ECOWAS has one of the most accomplished regional integration tracks in Africa, although the bloc remains divided between rival currency unions (one of which is in the making). Moreover, the West African community is overwhelmingly dominated by Nigeria, which accounts for the region’s lowest economic growth trajectory in our sample, while Nigeria’s rampant inflation is also impacting the community as a whole. OHADA has been successful in integrating West and Central African markets in their integration of legal systems and institutions, although it lacks economic integration and includes many countries that are exposed to political and security risk factors.

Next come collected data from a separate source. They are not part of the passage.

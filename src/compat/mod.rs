//! # Compatibility Checking
//!
//! The gate every dataset passes before anything is written. A dataset is
//! its cell-table headers plus the list of markers its submitter declared.
//!
//! ## Checks
//!
//! 1. **Marker headers**: the marker part of every suffixed header resolves
//! 2. **Other feature headers**: every remaining header names a known feature
//! 3. **Declared markers**: every declared name resolves to a marker
//! 4. **Declared marker coverage**: markers found in the headers were also
//!    declared (warning only)
//!
//! All names are examined before a verdict is given, so a failing dataset
//! yields one [`CompatibilityError::Incompatible`] listing every offender.
//! Those offenders can be fed back into the registry with
//! [`register_unknown`].
//!
//! ```rust
//! use cycif_db::compat::CompatibilityChecker;
//! use cycif_db::markers::MarkerRegistry;
//!
//! let registry = MarkerRegistry::from_reader(
//!     "kind\tid\tname\tfluor\tanti\tduplicate\taliases\n\
//!      marker\t56\tCD45\t\t\t\tCD45_1\n\
//!      other\t\tarea\t\t\t\tArea\n"
//!         .as_bytes(),
//! )?;
//! let checker = CompatibilityChecker::new(&registry);
//! let report = checker.check(&["CD45_1_Cell Masks", "Area"], &["CD45"])?;
//! assert!(!report.has_failures());
//! # Ok::<(), Box<dyn std::error::Error>>(())
//! ```

use log::{info, warn};
use std::collections::HashSet;
use std::path::{Path, PathBuf};

use crate::headers::{classify, match_suffix};
use crate::markers::{
    normalize_alias, MarkerId, MarkerRegistry, NewMarker, OtherFeature, RegistryError,
};

mod error;
mod report;


pub use error::{CompatibilityError, IncompatibleSchema};
pub use report::{CheckStatus, CompatibilityCheck, CompatibilityReport};

/// Verifies a dataset's headers and declared markers against a registry
#[derive(Debug, Clone, Copy)]
pub struct CompatibilityChecker<'a> {
    registry: &'a MarkerRegistry,
}

impl<'a> CompatibilityChecker<'a> {
    /// Create a checker over a registry
    pub fn new(registry: &'a MarkerRegistry) -> Self {
        Self { registry }
    }

    /// Run every check and collect the findings without failing
    pub fn inspect<H, D>(&self, cell_headers: &[H], declared_markers: &[D]) -> CompatibilityReport
    where
        H: AsRef<str>,
        D: AsRef<str>,
    {
        let mut report = CompatibilityReport::default();
        let (marker_headers, other_headers) = classify(cell_headers);

        // Header markers that resolved, in first-seen order
        let mut found: Vec<(MarkerId, &str)> = Vec::new();
        let mut seen_ids = HashSet::new();
        for header in marker_headers {
            let Some(part) = match_suffix(header) else {
                continue;
            };
            match self.registry.resolve_marker(part.marker) {
                Some(id) => {
                    if seen_ids.insert(id) {
                        found.push((id, part.marker));
                    }
                }
                None => push_unique(&mut report.unknown.unknown_markers, part.marker),
            }
        }

        for header in other_headers {
            if self.registry.resolve_other(header).is_none() {
                push_unique(&mut report.unknown.unknown_others, header);
            }
        }

        let mut declared_ids = HashSet::new();
        for name in declared_markers {
            let name = name.as_ref();
            match self.registry.resolve_marker(name) {
                Some(id) => {
                    declared_ids.insert(id);
                }
                None => push_unique(&mut report.unknown.unknown_declared, name),
            }
        }

        report.add_check(CompatibilityCheck::from_unknown(
            "Marker headers",
            &report.unknown.unknown_markers,
        ));
        report.add_check(CompatibilityCheck::from_unknown(
            "Other feature headers",
            &report.unknown.unknown_others,
        ));
        report.add_check(CompatibilityCheck::from_unknown(
            "Declared markers",
            &report.unknown.unknown_declared,
        ));

        for (id, name) in found {
            if !declared_ids.contains(&id) {
                warn!(
                    "Marker `{}` (id {}) is present in the cell table but was not declared",
                    name, id
                );
                report.undeclared.push(name.to_string());
            }
        }
        let coverage = if report.undeclared.is_empty() {
            CompatibilityCheck::ok("Declared marker coverage")
        } else {
            CompatibilityCheck::warning(
                "Declared marker coverage",
                format!(
                    "{} marker(s) not declared: {}",
                    report.undeclared.len(),
                    report.undeclared.join(", ")
                ),
            )
        };
        report.add_check(coverage);

        report
    }

    /// Gate a dataset: `Ok` with the report when every name resolves,
    /// otherwise one aggregated error
    pub fn check<H, D>(
        &self,
        cell_headers: &[H],
        declared_markers: &[D],
    ) -> Result<CompatibilityReport, CompatibilityError>
    where
        H: AsRef<str>,
        D: AsRef<str>,
    {
        let report = self.inspect(cell_headers, declared_markers).into_result()?;
        info!(
            "Compatibility check passed for {} headers and {} declared markers",
            cell_headers.len(),
            declared_markers.len()
        );
        Ok(report)
    }
}

fn push_unique(bucket: &mut Vec<String>, name: &str) {
    if !bucket.iter().any(|n| n == name) {
        bucket.push(name.to_string());
    }
}

/// Add the unresolved names of a failed check to the registry.
///
/// Unknown header markers and declared markers become new markers named as
/// written. Unknown other headers become features named by their normalized
/// spelling, keeping the header itself as an alias. An other header that
/// resolves to a marker is only missing its mask suffix and is skipped.
///
/// The snapshot is written like [`MarkerRegistry::update`] writes it, to
/// `destination` or `<source>.new`. Returns the path written.
pub fn register_unknown(
    registry: &mut MarkerRegistry,
    unknown: &IncompatibleSchema,
    destination: Option<&Path>,
    reload: bool,
) -> Result<PathBuf, RegistryError> {
    let mut seen = HashSet::new();
    let new_markers: Vec<NewMarker> = unknown
        .unknown_markers
        .iter()
        .chain(&unknown.unknown_declared)
        .map(|name| name.trim())
        .filter(|name| !name.is_empty() && seen.insert(normalize_alias(name)))
        .map(NewMarker::new)
        .collect();

    let mut seen = HashSet::new();
    let mut new_others = Vec::new();
    for header in unknown.unknown_others.iter().map(|h| h.trim()) {
        let name = normalize_alias(header);
        if name.is_empty() || !seen.insert(name.clone()) {
            continue;
        }
        if let Some(id) = registry.resolve_marker(header) {
            warn!(
                "Header `{}` names marker {} but has no mask suffix; not added as a feature",
                header, id
            );
            continue;
        }
        new_others.push(OtherFeature::new(&name, [header]));
    }

    info!(
        "Registering {} unknown markers and {} unknown features",
        new_markers.len(),
        new_others.len()
    );
    registry.update(&new_markers, &new_others, destination, reload)
}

Instead, smaller and more nimble common markets such as the EAC and currency unions like UEMOA rate the best among the regional blocs sampled in this report. The East African bloc may have a concerningly large current account deficit and suffer from divergent nationalist agendas, but the community is more integrated than many of its peers and benefits from dependence on diversified and more developed economies. Similarly, the UEMOA has a smaller base of diversified economies that boost the West African common market and currency union. The UEMOA also has one of the most exemplary integration frameworks and its institutions are successful in maintaining currency stability, low inflation, moderate public debt, and the highest economic growth rates among the six blocs sampled in this report.

Africa has a large and diverse array of regional economic communities, from the expansive Common Market for Eastern and Southern Africa (COMESA), and security-focussed Intergovernmental Authority on Development (IGAD), to the powerful Southern African Development Community (SADC) in the south. Some of these institutions will be able to lead African countries toward economic recovery after the pandemic and boost intra-regional trade, while taking advantage of related investment opportunities such as concessional finance for infrastructure and social impact projects. However, regional blocs that lack a clear purpose of integration, that remain dominated by single member states, or that face severe political risk perils may lose out on the economic recovery and the benefits of the AfCFTA in coming years.